*Input for this task*.
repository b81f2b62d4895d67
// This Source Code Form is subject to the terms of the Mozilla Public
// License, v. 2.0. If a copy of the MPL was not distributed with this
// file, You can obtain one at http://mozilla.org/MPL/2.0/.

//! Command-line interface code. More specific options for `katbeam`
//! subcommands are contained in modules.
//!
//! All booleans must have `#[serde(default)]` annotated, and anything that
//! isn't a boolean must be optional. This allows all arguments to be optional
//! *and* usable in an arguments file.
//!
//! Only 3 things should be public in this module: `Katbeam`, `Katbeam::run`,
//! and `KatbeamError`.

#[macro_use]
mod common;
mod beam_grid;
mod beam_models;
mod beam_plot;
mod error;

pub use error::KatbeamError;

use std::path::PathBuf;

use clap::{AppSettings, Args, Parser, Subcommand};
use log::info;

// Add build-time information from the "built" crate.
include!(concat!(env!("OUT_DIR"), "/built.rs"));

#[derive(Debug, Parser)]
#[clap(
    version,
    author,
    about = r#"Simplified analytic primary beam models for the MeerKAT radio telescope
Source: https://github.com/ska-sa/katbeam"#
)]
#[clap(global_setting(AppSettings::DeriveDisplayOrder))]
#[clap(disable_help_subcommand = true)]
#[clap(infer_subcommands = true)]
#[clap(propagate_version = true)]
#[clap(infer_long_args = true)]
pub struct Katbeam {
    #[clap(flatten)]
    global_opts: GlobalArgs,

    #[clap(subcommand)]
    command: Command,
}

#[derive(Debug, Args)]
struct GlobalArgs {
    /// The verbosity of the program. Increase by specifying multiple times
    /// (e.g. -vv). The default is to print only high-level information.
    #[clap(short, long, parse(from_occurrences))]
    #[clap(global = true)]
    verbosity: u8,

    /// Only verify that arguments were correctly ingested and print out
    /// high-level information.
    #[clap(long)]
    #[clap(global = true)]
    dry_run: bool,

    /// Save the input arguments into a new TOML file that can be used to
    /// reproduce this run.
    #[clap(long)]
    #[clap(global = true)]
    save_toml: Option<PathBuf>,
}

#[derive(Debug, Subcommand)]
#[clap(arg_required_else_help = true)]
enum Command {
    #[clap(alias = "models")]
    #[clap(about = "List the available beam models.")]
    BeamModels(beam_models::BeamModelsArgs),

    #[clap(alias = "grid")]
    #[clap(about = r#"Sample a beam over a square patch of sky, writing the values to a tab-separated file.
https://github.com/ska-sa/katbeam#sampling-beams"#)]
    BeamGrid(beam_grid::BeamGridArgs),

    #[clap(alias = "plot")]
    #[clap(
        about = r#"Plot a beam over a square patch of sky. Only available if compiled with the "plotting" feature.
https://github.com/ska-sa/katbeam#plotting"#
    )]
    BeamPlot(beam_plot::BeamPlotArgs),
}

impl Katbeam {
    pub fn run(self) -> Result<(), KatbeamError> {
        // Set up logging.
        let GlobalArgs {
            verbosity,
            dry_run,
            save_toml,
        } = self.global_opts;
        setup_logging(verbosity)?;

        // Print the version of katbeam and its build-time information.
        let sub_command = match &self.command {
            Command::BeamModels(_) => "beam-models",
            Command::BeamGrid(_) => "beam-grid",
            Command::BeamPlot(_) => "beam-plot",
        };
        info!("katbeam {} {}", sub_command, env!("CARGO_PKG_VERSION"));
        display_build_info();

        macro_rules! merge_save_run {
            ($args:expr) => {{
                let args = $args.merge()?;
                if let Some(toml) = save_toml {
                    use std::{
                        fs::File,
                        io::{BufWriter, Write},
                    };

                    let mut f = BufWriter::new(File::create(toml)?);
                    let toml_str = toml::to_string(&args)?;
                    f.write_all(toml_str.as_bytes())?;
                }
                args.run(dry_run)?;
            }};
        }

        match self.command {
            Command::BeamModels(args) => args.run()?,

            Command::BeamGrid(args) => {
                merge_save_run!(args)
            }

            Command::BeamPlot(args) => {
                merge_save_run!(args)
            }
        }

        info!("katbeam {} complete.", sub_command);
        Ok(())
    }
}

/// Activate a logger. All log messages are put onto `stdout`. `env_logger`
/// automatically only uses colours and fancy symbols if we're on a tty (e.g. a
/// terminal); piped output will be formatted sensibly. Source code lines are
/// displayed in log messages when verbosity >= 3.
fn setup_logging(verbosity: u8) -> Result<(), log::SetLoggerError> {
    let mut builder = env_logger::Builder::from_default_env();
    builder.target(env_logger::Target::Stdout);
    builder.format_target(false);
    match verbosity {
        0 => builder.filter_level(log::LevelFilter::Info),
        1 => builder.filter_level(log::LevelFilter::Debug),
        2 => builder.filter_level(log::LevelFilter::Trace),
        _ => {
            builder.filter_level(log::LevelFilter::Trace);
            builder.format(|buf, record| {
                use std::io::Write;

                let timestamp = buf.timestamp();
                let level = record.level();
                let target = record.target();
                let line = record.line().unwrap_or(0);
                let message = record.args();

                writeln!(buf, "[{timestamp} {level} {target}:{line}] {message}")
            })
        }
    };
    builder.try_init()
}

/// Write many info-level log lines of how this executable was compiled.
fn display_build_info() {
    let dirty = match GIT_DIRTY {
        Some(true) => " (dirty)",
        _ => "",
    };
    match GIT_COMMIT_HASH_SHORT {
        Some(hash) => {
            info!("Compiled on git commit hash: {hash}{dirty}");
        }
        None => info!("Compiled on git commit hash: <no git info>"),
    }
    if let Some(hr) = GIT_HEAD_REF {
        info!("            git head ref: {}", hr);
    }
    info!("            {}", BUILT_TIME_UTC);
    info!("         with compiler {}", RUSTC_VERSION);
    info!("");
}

...

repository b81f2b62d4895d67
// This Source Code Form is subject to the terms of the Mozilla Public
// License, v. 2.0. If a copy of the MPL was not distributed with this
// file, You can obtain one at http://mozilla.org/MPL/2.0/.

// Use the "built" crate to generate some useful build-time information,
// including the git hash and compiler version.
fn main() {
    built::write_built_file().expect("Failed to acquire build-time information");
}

*The problem*. All that belongs in the answer is the run of lines above from the line containing "contained in modules." through the line containing "Add build-time information", exactly as written.

*Response to the exercise*.
//! subcommands are contained in modules.
//!
//! All booleans must have `#[serde(default)]` annotated, and anything that
//! isn't a boolean must be optional. This allows all arguments to be optional
//! *and* usable in an arguments file.
//!
//! Only 3 things should be public in this module: `Katbeam`, `Katbeam::run`,
//! and `KatbeamError`.

#[macro_use]
mod common;
mod beam_grid;
mod beam_models;
mod beam_plot;
mod error;

pub use error::KatbeamError;

use std::path::PathBuf;

use clap::{AppSettings, Args, Parser, Subcommand};
use log::info;

// Add build-time information from the "built" crate.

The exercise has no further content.